* [YOUR OBJECTIVE]
All lines from the one containing "filename src/models.rs" down to the one containing "throwing from setters.", both ends included, are to be given again exactly; omit the rest of the listing below.

* [SUPPLIED MATERIAL]
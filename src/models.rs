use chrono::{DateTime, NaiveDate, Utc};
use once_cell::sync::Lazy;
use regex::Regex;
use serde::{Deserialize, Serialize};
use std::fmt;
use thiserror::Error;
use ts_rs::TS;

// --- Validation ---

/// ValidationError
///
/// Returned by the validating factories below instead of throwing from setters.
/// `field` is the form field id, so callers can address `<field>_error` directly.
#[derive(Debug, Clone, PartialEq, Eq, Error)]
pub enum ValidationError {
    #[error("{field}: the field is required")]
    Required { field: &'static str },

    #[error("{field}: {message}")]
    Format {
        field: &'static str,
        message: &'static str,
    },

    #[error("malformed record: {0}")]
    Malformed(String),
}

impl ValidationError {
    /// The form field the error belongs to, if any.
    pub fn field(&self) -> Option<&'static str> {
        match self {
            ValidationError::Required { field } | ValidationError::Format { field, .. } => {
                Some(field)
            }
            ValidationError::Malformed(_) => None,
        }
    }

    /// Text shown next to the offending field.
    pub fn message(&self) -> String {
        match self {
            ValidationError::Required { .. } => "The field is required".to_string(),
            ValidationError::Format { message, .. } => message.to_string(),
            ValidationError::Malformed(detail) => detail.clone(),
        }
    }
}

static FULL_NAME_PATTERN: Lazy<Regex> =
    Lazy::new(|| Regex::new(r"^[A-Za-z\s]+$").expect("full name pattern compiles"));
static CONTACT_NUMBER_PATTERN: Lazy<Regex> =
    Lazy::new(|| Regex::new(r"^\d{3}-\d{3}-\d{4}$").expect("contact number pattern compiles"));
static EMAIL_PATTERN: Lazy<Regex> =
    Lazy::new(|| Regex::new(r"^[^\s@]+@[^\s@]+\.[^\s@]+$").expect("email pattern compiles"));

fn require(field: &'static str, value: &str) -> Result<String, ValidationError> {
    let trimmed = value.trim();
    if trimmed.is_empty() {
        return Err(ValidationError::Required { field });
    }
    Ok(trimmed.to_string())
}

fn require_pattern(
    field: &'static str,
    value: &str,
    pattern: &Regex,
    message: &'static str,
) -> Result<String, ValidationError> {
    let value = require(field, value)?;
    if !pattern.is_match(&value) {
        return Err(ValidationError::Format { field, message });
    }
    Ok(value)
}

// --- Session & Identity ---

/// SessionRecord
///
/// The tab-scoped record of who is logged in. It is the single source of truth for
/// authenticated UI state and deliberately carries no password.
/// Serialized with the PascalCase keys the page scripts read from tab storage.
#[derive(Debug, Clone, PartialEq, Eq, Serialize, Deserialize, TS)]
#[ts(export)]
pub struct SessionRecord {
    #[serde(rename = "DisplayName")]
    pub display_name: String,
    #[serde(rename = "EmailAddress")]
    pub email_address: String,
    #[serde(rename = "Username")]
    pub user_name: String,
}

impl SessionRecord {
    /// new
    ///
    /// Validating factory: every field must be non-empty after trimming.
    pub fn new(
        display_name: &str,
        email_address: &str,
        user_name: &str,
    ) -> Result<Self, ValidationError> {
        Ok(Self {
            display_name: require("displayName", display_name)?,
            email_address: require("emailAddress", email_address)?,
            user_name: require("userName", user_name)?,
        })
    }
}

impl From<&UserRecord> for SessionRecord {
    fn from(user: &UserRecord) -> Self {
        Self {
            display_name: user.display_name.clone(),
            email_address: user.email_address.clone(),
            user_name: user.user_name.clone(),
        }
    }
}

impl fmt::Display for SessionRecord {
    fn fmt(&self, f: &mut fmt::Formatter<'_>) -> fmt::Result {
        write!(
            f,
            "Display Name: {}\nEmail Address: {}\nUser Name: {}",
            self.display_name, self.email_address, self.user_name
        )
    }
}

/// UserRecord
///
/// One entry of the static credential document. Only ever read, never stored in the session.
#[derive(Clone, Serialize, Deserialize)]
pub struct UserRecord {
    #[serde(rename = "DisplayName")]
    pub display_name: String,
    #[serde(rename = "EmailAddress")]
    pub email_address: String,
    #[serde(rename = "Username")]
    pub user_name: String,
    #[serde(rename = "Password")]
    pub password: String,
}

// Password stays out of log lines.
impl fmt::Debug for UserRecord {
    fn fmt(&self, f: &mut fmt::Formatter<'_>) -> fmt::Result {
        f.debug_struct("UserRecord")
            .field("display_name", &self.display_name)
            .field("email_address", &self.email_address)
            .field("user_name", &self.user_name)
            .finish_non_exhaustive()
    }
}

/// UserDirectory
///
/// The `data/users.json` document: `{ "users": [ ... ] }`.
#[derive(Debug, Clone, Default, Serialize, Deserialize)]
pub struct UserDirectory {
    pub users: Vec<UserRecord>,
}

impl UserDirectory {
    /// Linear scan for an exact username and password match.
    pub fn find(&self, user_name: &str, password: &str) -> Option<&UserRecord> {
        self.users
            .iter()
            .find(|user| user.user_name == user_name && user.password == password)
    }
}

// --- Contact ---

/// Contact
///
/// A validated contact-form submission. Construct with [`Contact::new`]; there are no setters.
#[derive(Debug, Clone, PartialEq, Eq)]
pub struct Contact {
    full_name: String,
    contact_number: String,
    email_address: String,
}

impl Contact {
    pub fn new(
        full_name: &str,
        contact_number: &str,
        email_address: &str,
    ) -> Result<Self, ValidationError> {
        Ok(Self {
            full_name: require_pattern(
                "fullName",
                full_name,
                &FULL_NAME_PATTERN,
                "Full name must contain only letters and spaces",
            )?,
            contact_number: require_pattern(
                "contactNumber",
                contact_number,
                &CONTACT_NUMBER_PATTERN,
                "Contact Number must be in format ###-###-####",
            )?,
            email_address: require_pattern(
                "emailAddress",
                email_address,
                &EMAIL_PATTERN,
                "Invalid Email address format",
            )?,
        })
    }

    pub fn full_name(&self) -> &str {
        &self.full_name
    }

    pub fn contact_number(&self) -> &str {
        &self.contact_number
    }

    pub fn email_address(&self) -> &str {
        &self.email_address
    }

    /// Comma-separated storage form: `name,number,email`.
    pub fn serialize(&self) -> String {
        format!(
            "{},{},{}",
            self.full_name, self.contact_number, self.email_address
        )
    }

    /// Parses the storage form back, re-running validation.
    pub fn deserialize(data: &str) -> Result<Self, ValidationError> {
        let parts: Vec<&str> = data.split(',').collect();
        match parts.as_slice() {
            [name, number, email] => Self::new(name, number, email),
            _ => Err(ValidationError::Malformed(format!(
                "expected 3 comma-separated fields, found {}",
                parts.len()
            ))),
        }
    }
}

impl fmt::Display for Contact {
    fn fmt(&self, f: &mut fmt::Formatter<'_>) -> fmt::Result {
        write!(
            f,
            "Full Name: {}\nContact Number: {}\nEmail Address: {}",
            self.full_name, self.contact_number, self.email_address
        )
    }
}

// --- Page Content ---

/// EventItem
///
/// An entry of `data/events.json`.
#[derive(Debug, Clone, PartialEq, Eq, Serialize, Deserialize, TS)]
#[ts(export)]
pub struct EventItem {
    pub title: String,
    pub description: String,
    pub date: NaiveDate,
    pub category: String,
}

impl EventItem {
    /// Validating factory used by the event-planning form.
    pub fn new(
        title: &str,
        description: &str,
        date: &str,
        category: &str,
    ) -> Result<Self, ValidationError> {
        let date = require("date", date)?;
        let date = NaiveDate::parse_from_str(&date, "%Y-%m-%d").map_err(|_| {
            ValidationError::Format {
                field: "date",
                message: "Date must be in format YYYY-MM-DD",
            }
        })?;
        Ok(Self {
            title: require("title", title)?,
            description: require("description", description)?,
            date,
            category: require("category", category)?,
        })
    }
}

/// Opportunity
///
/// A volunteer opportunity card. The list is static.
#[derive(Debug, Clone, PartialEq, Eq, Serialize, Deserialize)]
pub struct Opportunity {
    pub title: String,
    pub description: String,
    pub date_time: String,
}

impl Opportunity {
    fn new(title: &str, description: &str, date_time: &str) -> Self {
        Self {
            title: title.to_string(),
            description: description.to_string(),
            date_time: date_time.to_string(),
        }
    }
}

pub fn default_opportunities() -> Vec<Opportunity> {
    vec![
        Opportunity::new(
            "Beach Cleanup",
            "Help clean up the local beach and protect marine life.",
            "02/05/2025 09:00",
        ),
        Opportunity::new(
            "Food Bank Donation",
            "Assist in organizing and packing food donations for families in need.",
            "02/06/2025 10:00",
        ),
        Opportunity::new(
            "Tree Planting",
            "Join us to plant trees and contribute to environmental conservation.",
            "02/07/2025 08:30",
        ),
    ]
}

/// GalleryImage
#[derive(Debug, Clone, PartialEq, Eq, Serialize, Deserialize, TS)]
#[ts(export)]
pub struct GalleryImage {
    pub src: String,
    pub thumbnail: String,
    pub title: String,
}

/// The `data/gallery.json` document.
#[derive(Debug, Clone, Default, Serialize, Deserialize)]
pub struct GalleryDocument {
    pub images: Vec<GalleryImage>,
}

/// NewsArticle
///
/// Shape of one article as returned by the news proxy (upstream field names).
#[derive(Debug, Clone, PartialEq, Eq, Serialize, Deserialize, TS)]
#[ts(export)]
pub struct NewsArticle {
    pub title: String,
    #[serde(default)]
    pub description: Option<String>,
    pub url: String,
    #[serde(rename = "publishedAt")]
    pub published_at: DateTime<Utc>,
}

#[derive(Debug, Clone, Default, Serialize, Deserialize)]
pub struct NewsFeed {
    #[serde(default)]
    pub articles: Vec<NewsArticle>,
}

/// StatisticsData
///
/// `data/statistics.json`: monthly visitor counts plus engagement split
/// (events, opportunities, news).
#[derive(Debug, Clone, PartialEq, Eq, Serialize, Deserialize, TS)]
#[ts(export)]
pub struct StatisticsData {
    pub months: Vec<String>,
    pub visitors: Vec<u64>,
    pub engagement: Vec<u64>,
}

--

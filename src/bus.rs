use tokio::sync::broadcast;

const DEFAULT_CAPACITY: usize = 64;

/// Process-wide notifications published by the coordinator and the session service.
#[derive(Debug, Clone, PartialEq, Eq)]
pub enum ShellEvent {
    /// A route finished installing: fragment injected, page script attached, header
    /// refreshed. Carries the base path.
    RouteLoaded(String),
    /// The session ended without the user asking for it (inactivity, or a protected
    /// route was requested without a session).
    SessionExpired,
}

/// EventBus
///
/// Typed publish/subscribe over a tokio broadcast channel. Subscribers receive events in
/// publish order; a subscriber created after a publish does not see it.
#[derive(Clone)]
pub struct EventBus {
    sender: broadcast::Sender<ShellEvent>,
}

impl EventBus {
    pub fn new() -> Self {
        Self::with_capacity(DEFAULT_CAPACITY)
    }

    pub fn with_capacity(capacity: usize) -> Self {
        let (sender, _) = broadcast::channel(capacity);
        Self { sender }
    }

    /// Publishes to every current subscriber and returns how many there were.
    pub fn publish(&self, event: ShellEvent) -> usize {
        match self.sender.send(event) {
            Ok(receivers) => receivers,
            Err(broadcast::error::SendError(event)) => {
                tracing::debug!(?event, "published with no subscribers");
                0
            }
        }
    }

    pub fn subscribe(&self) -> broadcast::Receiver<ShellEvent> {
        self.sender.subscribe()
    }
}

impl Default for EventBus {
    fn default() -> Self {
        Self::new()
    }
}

* [THE ANSWER]
filename src/models.rs
use chrono::{DateTime, NaiveDate, Utc};
use once_cell::sync::Lazy;
use regex::Regex;
use serde::{Deserialize, Serialize};
use std::fmt;
use thiserror::Error;
use ts_rs::TS;

// --- Validation ---

/// ValidationError
///
/// Returned by the validating factories below instead of throwing from setters.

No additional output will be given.